Women and girls in today’s society enjoy many more rights than we used to, but we still have a long way to go. Women in America still face various forms of disadvantage despite significant progress in advancing gender equality. Women continue to be paid less than men for doing the same work, with the gender pay gap being around 82 cents to every dollar earned by men. This gap is even larger for women of color, such as Black and Latina women.

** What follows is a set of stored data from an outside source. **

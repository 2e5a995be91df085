//! Session data model.
//!
//! A [`Session`] is the durable conversation state: an ordered message
//! history, an optional rolling summary, and the outcome of the most
//! recent turn. Messages carry a cached token estimate so budget checks
//! never rescan the full history.

use chrono::DateTime;
use chrono::Utc;
use serde::Deserialize;
use serde::Serialize;
use serde_json::Value;

use crate::core::events::ToolOutput;

/// Speaker role for a message.
#[derive(Debug, Clone, Copy, PartialEq, Eq, Serialize, Deserialize)]
#[serde(rename_all = "snake_case")]
pub enum Role {
    User,
    Assistant,
    /// Carrier for tool results fed back to the model.
    Tool,
}

impl Role {
    pub fn as_str(self) -> &'static str {
        match self {
            Role::User => "user",
            Role::Assistant => "assistant",
            Role::Tool => "tool",
        }
    }
}

/// One block inside a structured message.
#[derive(Debug, Clone, PartialEq, Serialize, Deserialize)]
#[serde(tag = "type", rename_all = "snake_case")]
pub enum ContentBlock {
    Text { text: String },
    /// A tool invocation requested by the assistant.
    ToolCall {
        id: String,
        name: String,
        input: Value,
    },
    /// The recorded outcome of a tool invocation, correlated by call id.
    ToolResult { call_id: String, output: ToolOutput },
}

/// Message content: plain text or structured blocks.
#[derive(Debug, Clone, PartialEq, Serialize, Deserialize)]
#[serde(untagged)]
pub enum MessageContent {
    Text(String),
    Blocks(Vec<ContentBlock>),
}

/// A single message in the session history.
#[derive(Debug, Clone, PartialEq, Serialize, Deserialize)]
pub struct Message {
    pub role: Role,
    pub content: MessageContent,
    pub timestamp: DateTime<Utc>,
    /// Cached token estimate for this message.
    pub token_count: u64,
}

impl Message {
    fn from_content(role: Role, content: MessageContent) -> Self {
        let token_count = estimate_content_tokens(&content);
        Self {
            role,
            content,
            timestamp: Utc::now(),
            token_count,
        }
    }

    pub fn user(text: impl Into<String>) -> Self {
        Self::from_content(Role::User, MessageContent::Text(text.into()))
    }

    pub fn assistant(text: impl Into<String>) -> Self {
        Self::from_content(Role::Assistant, MessageContent::Text(text.into()))
    }

    pub fn assistant_blocks(blocks: Vec<ContentBlock>) -> Self {
        Self::from_content(Role::Assistant, MessageContent::Blocks(blocks))
    }

    /// Tool-result message for one completed invocation.
    pub fn tool_result(call_id: impl Into<String>, output: ToolOutput) -> Self {
        Self::from_content(
            Role::Tool,
            MessageContent::Blocks(vec![ContentBlock::ToolResult {
                call_id: call_id.into(),
                output,
            }]),
        )
    }

    /// Overrides the cached token estimate.
    #[must_use]
    pub fn with_token_count(mut self, token_count: u64) -> Self {
        self.token_count = token_count;
        self
    }

    /// Plain text of the message, if it is a text message.
    pub fn text(&self) -> Option<&str> {
        match &self.content {
            MessageContent::Text(text) => Some(text),
            MessageContent::Blocks(_) => None,
        }
    }

    /// Call ids of tool-result blocks in this message.
    pub fn tool_result_ids(&self) -> Vec<&str> {
        match &self.content {
            MessageContent::Text(_) => Vec::new(),
            MessageContent::Blocks(blocks) => blocks
                .iter()
                .filter_map(|block| match block {
                    ContentBlock::ToolResult { call_id, .. } => Some(call_id.as_str()),
                    _ => None,
                })
                .collect(),
        }
    }

    /// Call ids of tool-call blocks in this message.
    pub fn tool_call_ids(&self) -> Vec<&str> {
        match &self.content {
            MessageContent::Text(_) => Vec::new(),
            MessageContent::Blocks(blocks) => blocks
                .iter()
                .filter_map(|block| match block {
                    ContentBlock::ToolCall { id, .. } => Some(id.as_str()),
                    _ => None,
                })
                .collect(),
        }
    }
}

/// Deterministic token estimate: one token per four characters, minimum one.
///
/// Intentionally crude; budgets are advisory rather than exact, and the
/// same function is applied everywhere so comparisons stay consistent.
pub fn estimate_tokens(text: &str) -> u64 {
    let chars = text.chars().count() as u64;
    chars.div_ceil(4).max(1)
}

fn estimate_content_tokens(content: &MessageContent) -> u64 {
    match content {
        MessageContent::Text(text) => estimate_tokens(text),
        MessageContent::Blocks(blocks) => {
            let rendered = serde_json::to_string(blocks).unwrap_or_default();
            estimate_tokens(&rendered)
        }
    }
}

/// Outcome of the most recently executed turn.
#[derive(Debug, Clone, PartialEq, Serialize, Deserialize)]
#[serde(tag = "outcome", rename_all = "snake_case")]
pub enum TurnRecord {
    Completed,
    Cancelled,
    Failed {
        kind: crate::core::errors::ErrorKind,
        message: String,
    },
}

/// Durable conversation state for one session id.
#[derive(Debug, Clone, PartialEq, Serialize, Deserialize)]
pub struct Session {
    pub id: String,
    pub messages: Vec<Message>,
    /// Rolling summary standing in for evicted history.
    #[serde(default, skip_serializing_if = "Option::is_none")]
    pub summary: Option<Message>,
    pub token_budget: u64,
    pub created_at: DateTime<Utc>,
    pub updated_at: DateTime<Utc>,
    #[serde(default, skip_serializing_if = "Option::is_none")]
    pub last_turn: Option<TurnRecord>,
}

impl Session {
    pub fn new(id: impl Into<String>, token_budget: u64) -> Self {
        let now = Utc::now();
        Self {
            id: id.into(),
            messages: Vec::new(),
            summary: None,
            token_budget,
            created_at: now,
            updated_at: now,
            last_turn: None,
        }
    }

    /// Estimated tokens of the live (non-summarized) history.
    pub fn live_tokens(&self) -> u64 {
        self.messages.iter().map(|m| m.token_count).sum()
    }

    /// Estimated tokens of summary plus live history.
    pub fn total_tokens(&self) -> u64 {
        self.summary.as_ref().map_or(0, |m| m.token_count) + self.live_tokens()
    }

    /// The message sequence sent to the model: summary first (when
    /// present), then the live history in order.
    pub fn context_messages(&self) -> Vec<Message> {
        let mut messages = Vec::with_capacity(self.messages.len() + 1);
        if let Some(summary) = &self.summary {
            messages.push(summary.clone());
        }
        messages.extend(self.messages.iter().cloned());
        messages
    }

    /// Tool-call ids that have no matching tool-result yet.
    pub fn outstanding_tool_calls(&self) -> Vec<String> {
        let mut outstanding: Vec<String> = Vec::new();
        for message in &self.messages {
            for id in message.tool_call_ids() {
                outstanding.push(id.to_string());
            }
            for id in message.tool_result_ids() {
                outstanding.retain(|pending| pending != id);
            }
        }
        outstanding
    }

    pub fn touch(&mut self) {
        self.updated_at = Utc::now();
    }
}
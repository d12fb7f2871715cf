//! Indentation level and pitch derivation
//!
//! Deeper indentation is spoken at a higher pitch so that code structure can
//! be heard without announcing every indent.

/// Editor indentation settings (`expandtab` and `shiftwidth`)
#[derive(Debug, Clone, Copy, PartialEq, Eq)]
pub struct IndentSettings {
    /// Indentation is made of spaces rather than tabs
    pub expand_tab: bool,
    /// Number of spaces per indentation level when `expand_tab` is set
    pub shift_width: usize,
}

impl IndentSettings {
    pub fn new(expand_tab: bool, shift_width: usize) -> Self {
        Self {
            expand_tab,
            shift_width,
        }
    }

    /// Whitespace characters per indentation level, never zero
    pub fn unit(&self) -> usize {
        if self.expand_tab {
            self.shift_width.max(1)
        } else {
            1
        }
    }
}

impl Default for IndentSettings {
    /// Neovim defaults: tabs, shiftwidth 8
    fn default() -> Self {
        Self::new(false, 8)
    }
}

/// Count indentation levels at the start of a line
///
/// Leading whitespace characters are divided by the indentation unit. An
/// empty line is level 0.
pub fn indent_level(line: &str, settings: IndentSettings) -> usize {
    let leading = line.chars().take_while(|c| c.is_whitespace()).count();
    leading / settings.unit()
}

/// Pitch offset for an indentation level
pub fn pitch_offset(level: usize, multiplier: i32) -> i32 {
    let level = i32::try_from(level).unwrap_or(i32::MAX);
    level.saturating_mul(multiplier)
}

#[cfg(test)]
mod tests {
    use super::*;

    #[test]
    fn test_indent_level_spaces() {
        let spaces = IndentSettings::new(true, 4);
        assert_eq!(indent_level("    x", spaces), 1);
        assert_eq!(indent_level("        x", spaces), 2);
        assert_eq!(indent_level("      x", spaces), 1);
        assert_eq!(indent_level("x", spaces), 0);
        assert_eq!(indent_level("", spaces), 0);
    }

    #[test]
    fn test_indent_level_tabs() {
        let tabs = IndentSettings::new(false, 4);
        assert_eq!(indent_level("\t\tx", tabs), 2);
        assert_eq!(indent_level("  x", tabs), 2);
    }

    #[test]
    fn test_indent_level_whitespace_only() {
        let spaces = IndentSettings::new(true, 2);
        assert_eq!(indent_level("    ", spaces), 2);
        assert_eq!(indent_level(" ", spaces), 0);
    }

    #[test]
    fn test_zero_shift_width() {
        let settings = IndentSettings::new(true, 0);
        assert_eq!(settings.unit(), 1);
        assert_eq!(indent_level("   x", settings), 3);
    }

    #[test]
    fn test_pitch_offset() {
        assert_eq!(pitch_offset(0, 5), 0);
        assert_eq!(pitch_offset(3, 1), 3);
        assert_eq!(pitch_offset(2, 10), 20);
    }
}
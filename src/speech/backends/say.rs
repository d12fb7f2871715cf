//! macOS `say` backend
//!
//! Prosody and spelling are embedded in the text as `say` control
//! sequences: `[[ pbas +N]]` shifts the pitch baseline and
//! `[[ char LTRL ]]` switches to letter-by-letter reading. An interrupting
//! utterance ends with an explicit stop marker.

use super::Utterances;
use crate::speech::{BackendConfig, Engine, SpeechBackend, SpeechRequest};
use crate::Result;
use log::debug;

/// Appended to utterances that should cut off current speech
const STOP_MARKER: &str = ", STOP.";

/// `say` backend
pub struct SaySynth {
    program: String,
    utterances: Utterances,
}

impl SaySynth {
    /// Use `say` from `PATH`
    pub fn new() -> Self {
        Self::with_program("say")
    }

    pub fn with_program(program: impl Into<String>) -> Self {
        Self {
            program: program.into(),
            utterances: Utterances::new(),
        }
    }

    /// Build the argument list for one utterance
    pub fn command_args(request: &SpeechRequest, config: &BackendConfig) -> Vec<String> {
        let mut args = Vec::new();

        if let Some(voice) = config.voice() {
            args.push("-v".to_string());
            args.push(voice.to_string());
        }
        if let Some(speed) = request.rate() {
            args.push("-r".to_string());
            args.push(speed.to_string());
        }

        let mut text = request.text.clone();
        if let Some(pitch) = request.pitch_shift() {
            text = format!("[[ pbas {:+}]] {}", pitch, text);
        }
        if config.use_literal_spelling {
            text = format!("[[ char LTRL ]] {}", text);
        }
        if request.interrupt {
            text.push_str(STOP_MARKER);
        }
        args.push(text);

        args
    }

    /// Collect finished processes
    pub fn reap(&mut self) {
        self.utterances.reap();
    }
}

impl Default for SaySynth {
    fn default() -> Self {
        Self::new()
    }
}

impl SpeechBackend for SaySynth {
    fn engine(&self) -> Engine {
        Engine::PlatformSayCli
    }

    fn speak(&mut self, request: &SpeechRequest, config: &BackendConfig) -> Result<()> {
        if request.text.is_empty() {
            return Ok(());
        }

        let args = Self::command_args(request, config);
        debug!("say args: {:?}", args);
        self.utterances.spawn(&self.program, &args)
    }
}
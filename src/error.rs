//! Error types for NVSR

use std::io;
use thiserror::Error;

/// Main error type for NVSR
#[derive(Error, Debug)]
pub enum NvsrError {
    #[error("Configuration error: {0}")]
    Config(String),

    #[error("INI parse error: {0}")]
    IniParse(String),

    /// The chosen synthesizer could not be reached or spawned
    #[error("Speech backend unavailable: {0}")]
    BackendUnavailable(String),

    /// An outbound command to the editor could not be delivered
    #[error("Editor host error: {0}")]
    Host(String),

    #[error("I/O error: {0}")]
    Io(#[from] io::Error),

    #[error("JSON error: {0}")]
    Json(#[from] serde_json::Error),

    #[error("{0}")]
    Other(String),
}

/// Result type alias for NVSR operations
pub type Result<T> = std::result::Result<T, NvsrError>;

impl From<String> for NvsrError {
    fn from(s: String) -> Self {
        NvsrError::Other(s)
    }
}

impl From<&str> for NvsrError {
    fn from(s: &str) -> Self {
        NvsrError::Other(s.to_string())
    }
}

Women are also underrepresented in leadership positions and political office. We make up only a small fraction of CEOs, board members, and elected officials, despite comprising nearly half of the workforce and population. This lack of representation can limit the perspectives and ideas that are brought to decision-making tables.
Gender-based violence also remains a pervasive issue in America. One in three women experience physical or sexual violence in their lifetime, and the vast majority of these crimes are committed by men. Women also face a significant risk of sexual harassment in the workplace, which can lead to a hostile work environment and limit their career opportunities.
With so many issues still at stake, women cannot allow a lower court to block our rightful access to an abortion pill we have been taking for years. Our very freedom depends on it.